Evaluation of the atomization characteristics of aviation fuels with different viscosities using a pressure swirl atomizer

With advances in the fuel spray field, much attention has been paid to the atomization characteristics of aviation fuels. The physical properties of fuels play a vital role in their resulting spray structure and spatial distribution of droplets. These characteristics are becoming more important for choosing alternative fuels for optimal performance in next-generation gas turbines. The current study experimentally investigated the atomization quality and spray structure of aviation fuels with different viscosities sprayed through a pressure swirl-type nozzle by employing laser diagnostics. A set of CCD cameras synchronized to the Nd:YAG laser characterized the spray structure, and the size and velocity of the drops were quantified by the phase Doppler technique.
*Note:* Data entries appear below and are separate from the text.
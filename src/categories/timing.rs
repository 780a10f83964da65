//! Delay block

use super::BlockCategory;
use crate::codegen::literals::format_number;
use crate::core::definition::BlockDefinition;
use crate::core::field::{FieldConstraints, FieldDefinition, FieldUiHint, WidgetType};
use crate::core::node::{field_names, Node, NodeKind};

pub const DEFAULT_SECONDS: f64 = 1.0;
pub const MIN_SECONDS: f64 = 0.0;
pub const MAX_SECONDS: f64 = 60.0;

pub fn definition() -> BlockDefinition {
    BlockDefinition::new(NodeKind::Delay, "Delay", BlockCategory::Timing)
        .describe("Suspends the program for a number of seconds.")
        .tooltip("Wait for a specified number of seconds")
        .colour("#F59E0B")
        .icon("🕐")
        .label("Wait for")
        .field(
            FieldDefinition::number(field_names::SECONDS, DEFAULT_SECONDS, "Seconds to wait")
                .with_constraints(
                    FieldConstraints::new()
                        .with_min(MIN_SECONDS)
                        .with_max(MAX_SECONDS),
                )
                .with_ui_hint(FieldUiHint::new(WidgetType::NumberInput).with_unit("seconds")),
        )
        .label("seconds")
}

/// Seconds of a delay node. Zero, NaN or a missing field means one second;
/// negative values pass through and sleep for nothing.
pub fn seconds(node: &Node) -> f64 {
    node.number_field(field_names::SECONDS)
        .filter(|s| *s != 0.0 && !s.is_nan())
        .unwrap_or(DEFAULT_SECONDS)
}

pub fn generate(node: &Node) -> String {
    let seconds = format_number(seconds(node));
    format!("// Wait {seconds} second(s)\nawait delay({seconds});\n\n")
}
The fuels were tested under various temperature and injection pressure conditions. An alteration in both the injection pressure and the physical properties of the fuel were found to significantly dominate the spray structure and atomization quality. The transitional development of hollow-conical sprays was shown to require a sufficient amount of swirl intensity, characterized by their physical properties and injection pressure. Fuels with a lower viscosity were experimentally found to generate well-developed hollow-conical sprays with finer drops, wide distribution in size, and higher velocity components, which are recognized as ideal spray properties in the combustion field.